Stored data
──────────

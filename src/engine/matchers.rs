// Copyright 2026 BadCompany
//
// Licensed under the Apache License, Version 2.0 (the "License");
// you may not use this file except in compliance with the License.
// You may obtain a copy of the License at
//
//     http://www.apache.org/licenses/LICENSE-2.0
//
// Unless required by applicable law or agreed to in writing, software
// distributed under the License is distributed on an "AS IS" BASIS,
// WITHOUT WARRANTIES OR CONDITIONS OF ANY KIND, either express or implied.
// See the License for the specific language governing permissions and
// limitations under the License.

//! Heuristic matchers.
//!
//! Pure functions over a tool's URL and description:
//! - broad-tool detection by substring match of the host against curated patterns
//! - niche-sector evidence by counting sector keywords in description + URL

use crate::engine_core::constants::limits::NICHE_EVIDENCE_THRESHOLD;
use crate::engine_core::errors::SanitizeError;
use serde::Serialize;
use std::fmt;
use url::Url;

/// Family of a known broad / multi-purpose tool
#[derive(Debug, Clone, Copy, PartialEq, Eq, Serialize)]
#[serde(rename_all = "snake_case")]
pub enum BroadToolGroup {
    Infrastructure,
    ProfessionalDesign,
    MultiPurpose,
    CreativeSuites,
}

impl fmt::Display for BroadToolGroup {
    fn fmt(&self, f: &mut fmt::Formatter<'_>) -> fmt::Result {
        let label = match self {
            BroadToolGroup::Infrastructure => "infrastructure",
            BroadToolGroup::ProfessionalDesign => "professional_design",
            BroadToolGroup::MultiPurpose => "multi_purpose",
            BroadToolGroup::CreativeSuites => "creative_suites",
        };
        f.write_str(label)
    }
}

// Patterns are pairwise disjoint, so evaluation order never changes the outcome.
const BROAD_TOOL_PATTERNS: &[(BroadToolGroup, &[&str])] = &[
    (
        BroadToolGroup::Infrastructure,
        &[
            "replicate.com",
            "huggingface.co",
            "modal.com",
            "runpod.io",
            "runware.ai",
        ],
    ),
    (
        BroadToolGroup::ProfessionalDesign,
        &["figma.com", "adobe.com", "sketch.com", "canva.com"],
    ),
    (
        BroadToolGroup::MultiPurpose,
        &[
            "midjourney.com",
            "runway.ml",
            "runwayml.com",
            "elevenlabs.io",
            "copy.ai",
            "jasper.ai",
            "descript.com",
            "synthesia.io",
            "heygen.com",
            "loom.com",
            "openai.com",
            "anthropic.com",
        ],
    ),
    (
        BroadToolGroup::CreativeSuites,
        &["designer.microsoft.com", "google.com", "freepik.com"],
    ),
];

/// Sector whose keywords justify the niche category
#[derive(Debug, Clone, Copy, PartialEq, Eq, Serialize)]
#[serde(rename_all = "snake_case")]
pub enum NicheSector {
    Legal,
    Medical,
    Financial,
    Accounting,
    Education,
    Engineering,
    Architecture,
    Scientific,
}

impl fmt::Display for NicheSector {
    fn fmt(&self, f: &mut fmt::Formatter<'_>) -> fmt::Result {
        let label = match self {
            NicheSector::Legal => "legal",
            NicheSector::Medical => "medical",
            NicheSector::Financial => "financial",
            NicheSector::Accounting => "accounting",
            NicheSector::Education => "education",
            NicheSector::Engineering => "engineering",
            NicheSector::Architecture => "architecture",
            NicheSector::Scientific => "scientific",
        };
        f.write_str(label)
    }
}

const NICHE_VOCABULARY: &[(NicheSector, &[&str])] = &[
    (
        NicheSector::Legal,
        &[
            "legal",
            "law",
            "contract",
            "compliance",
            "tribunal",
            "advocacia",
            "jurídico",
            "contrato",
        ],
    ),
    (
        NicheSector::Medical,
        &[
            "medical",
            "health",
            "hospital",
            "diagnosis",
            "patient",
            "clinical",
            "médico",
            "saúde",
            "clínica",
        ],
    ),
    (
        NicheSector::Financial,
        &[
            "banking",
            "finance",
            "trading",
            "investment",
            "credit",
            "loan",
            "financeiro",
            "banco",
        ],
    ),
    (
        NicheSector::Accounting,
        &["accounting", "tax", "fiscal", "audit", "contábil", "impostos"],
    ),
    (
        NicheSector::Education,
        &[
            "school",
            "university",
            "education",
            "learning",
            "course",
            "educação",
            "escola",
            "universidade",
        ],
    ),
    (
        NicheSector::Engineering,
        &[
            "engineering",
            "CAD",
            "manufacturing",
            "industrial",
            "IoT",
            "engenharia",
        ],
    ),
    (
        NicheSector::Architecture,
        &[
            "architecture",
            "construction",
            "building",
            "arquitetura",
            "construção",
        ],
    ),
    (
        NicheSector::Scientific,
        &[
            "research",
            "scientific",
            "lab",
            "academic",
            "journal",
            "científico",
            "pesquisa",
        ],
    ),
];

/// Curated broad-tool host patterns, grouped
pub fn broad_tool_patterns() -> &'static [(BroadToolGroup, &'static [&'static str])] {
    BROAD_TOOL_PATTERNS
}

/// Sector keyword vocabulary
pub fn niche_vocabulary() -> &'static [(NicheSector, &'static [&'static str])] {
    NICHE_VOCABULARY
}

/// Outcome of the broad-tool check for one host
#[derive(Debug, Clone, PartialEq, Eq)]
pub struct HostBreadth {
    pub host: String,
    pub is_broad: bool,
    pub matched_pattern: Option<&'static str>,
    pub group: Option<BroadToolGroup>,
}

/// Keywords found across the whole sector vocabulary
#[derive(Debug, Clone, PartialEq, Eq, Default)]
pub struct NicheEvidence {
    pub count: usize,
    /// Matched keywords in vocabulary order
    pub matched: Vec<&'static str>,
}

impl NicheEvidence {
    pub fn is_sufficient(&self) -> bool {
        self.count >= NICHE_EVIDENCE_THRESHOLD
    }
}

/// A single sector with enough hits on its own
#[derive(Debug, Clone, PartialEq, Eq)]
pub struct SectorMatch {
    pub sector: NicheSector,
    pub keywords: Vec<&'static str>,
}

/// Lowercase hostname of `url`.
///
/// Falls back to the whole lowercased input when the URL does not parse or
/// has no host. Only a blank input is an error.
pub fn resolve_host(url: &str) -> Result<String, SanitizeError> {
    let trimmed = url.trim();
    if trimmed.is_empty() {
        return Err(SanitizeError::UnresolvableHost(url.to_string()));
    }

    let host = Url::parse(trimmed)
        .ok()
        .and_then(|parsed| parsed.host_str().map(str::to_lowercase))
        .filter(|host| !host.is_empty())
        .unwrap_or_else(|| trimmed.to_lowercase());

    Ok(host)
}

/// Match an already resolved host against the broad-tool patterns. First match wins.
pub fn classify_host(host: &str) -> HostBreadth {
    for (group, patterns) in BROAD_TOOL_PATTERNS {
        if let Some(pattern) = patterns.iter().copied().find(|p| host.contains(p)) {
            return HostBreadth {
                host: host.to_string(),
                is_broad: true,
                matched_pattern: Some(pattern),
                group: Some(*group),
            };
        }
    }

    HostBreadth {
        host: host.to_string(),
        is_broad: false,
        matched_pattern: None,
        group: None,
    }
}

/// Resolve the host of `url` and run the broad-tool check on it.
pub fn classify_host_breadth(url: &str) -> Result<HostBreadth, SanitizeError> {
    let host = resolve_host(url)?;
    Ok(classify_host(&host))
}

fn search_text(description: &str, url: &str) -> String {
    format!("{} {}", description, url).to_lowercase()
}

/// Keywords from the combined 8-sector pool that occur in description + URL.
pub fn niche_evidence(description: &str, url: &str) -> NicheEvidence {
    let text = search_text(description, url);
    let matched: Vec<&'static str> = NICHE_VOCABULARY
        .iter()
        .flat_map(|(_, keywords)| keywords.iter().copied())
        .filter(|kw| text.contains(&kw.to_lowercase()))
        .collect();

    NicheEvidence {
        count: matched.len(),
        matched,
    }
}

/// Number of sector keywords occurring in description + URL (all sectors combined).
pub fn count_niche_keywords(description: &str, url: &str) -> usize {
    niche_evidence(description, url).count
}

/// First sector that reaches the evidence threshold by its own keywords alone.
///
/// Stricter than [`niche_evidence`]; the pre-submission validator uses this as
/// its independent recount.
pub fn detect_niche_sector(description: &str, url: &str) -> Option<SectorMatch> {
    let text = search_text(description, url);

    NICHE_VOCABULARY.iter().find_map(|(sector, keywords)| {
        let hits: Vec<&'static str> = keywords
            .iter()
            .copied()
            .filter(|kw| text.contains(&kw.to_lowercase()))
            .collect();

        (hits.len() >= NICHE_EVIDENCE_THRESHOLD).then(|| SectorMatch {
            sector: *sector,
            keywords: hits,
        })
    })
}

──────────

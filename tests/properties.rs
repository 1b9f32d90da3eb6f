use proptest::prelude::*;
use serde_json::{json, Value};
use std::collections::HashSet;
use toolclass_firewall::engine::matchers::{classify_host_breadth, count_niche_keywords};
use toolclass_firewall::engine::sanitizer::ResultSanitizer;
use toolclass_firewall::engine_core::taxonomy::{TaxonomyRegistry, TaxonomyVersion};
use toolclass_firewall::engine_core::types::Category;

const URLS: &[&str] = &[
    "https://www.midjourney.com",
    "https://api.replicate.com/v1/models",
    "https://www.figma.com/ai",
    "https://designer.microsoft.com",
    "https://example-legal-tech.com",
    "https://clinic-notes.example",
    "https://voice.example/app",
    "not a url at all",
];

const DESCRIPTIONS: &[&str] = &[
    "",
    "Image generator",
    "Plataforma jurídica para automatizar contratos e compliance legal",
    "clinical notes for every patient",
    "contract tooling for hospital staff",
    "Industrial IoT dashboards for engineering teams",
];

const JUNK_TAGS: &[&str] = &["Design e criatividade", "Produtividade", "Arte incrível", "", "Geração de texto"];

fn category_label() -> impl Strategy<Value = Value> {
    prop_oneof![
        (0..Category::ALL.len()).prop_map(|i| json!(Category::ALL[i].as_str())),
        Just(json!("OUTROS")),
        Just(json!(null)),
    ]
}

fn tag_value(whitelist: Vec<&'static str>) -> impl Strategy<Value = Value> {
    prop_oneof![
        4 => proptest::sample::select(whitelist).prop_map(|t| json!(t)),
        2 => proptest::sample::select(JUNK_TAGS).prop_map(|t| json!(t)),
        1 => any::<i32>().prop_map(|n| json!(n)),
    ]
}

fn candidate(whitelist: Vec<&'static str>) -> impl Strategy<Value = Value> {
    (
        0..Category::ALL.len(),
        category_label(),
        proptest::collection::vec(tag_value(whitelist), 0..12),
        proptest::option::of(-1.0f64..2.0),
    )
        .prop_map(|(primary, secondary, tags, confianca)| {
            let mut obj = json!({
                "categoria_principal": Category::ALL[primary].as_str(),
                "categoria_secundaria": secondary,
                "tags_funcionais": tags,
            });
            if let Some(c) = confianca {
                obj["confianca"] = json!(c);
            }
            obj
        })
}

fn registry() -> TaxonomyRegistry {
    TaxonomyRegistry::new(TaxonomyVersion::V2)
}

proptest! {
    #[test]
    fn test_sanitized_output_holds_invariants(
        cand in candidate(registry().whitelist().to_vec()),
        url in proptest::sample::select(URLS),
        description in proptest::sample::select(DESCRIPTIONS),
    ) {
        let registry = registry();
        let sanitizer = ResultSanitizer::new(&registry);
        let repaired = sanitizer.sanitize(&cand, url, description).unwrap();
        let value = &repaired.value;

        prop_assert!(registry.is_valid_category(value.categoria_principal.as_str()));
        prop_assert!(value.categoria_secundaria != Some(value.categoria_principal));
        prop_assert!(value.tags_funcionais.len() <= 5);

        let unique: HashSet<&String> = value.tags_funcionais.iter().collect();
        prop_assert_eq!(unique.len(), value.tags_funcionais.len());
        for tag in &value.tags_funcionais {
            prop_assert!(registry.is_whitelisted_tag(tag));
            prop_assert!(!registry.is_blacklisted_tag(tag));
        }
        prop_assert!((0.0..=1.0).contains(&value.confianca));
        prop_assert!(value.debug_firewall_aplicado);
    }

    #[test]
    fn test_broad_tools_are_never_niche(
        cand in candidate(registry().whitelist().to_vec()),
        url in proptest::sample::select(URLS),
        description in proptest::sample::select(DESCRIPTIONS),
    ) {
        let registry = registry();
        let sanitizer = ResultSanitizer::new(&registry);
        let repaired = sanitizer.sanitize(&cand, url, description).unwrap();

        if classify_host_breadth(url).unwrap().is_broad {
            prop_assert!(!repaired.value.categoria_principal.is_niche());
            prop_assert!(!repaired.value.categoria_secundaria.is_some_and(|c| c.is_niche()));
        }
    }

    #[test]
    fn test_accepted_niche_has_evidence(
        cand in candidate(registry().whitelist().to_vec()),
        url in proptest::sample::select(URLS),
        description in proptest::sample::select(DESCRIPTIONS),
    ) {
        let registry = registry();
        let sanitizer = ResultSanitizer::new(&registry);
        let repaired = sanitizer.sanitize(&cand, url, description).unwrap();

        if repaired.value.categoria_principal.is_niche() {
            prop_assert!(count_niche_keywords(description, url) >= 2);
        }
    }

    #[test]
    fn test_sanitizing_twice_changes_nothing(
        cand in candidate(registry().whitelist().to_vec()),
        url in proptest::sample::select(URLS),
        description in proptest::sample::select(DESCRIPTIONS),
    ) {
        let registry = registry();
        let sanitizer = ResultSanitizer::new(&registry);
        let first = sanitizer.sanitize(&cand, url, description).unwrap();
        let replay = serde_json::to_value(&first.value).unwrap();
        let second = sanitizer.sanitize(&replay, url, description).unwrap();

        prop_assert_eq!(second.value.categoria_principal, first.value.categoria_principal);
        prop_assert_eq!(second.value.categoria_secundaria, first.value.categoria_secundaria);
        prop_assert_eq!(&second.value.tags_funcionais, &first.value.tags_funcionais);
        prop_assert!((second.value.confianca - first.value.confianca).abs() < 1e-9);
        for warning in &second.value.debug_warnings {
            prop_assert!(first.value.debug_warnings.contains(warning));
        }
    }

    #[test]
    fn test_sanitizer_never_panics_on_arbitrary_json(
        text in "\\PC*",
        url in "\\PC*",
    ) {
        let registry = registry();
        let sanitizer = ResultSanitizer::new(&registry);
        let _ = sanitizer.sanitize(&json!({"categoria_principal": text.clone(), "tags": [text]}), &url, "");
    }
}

──────────

Exact duplication is required for the lines above, from the line that contains "in vocabulary order" to the line that contains "pub fn classify_host(host: &str)", inclusive; omit all others.

    /// Matched keywords in vocabulary order
    pub matched: Vec<&'static str>,
}

impl NicheEvidence {
    pub fn is_sufficient(&self) -> bool {
        self.count >= NICHE_EVIDENCE_THRESHOLD
    }
}

/// A single sector with enough hits on its own
#[derive(Debug, Clone, PartialEq, Eq)]
pub struct SectorMatch {
    pub sector: NicheSector,
    pub keywords: Vec<&'static str>,
}

/// Lowercase hostname of `url`.
///
/// Falls back to the whole lowercased input when the URL does not parse or
/// has no host. Only a blank input is an error.
pub fn resolve_host(url: &str) -> Result<String, SanitizeError> {
    let trimmed = url.trim();
    if trimmed.is_empty() {
        return Err(SanitizeError::UnresolvableHost(url.to_string()));
    }

    let host = Url::parse(trimmed)
        .ok()
        .and_then(|parsed| parsed.host_str().map(str::to_lowercase))
        .filter(|host| !host.is_empty())
        .unwrap_or_else(|| trimmed.to_lowercase());

    Ok(host)
}

/// Match an already resolved host against the broad-tool patterns. First match wins.
pub fn classify_host(host: &str) -> HostBreadth {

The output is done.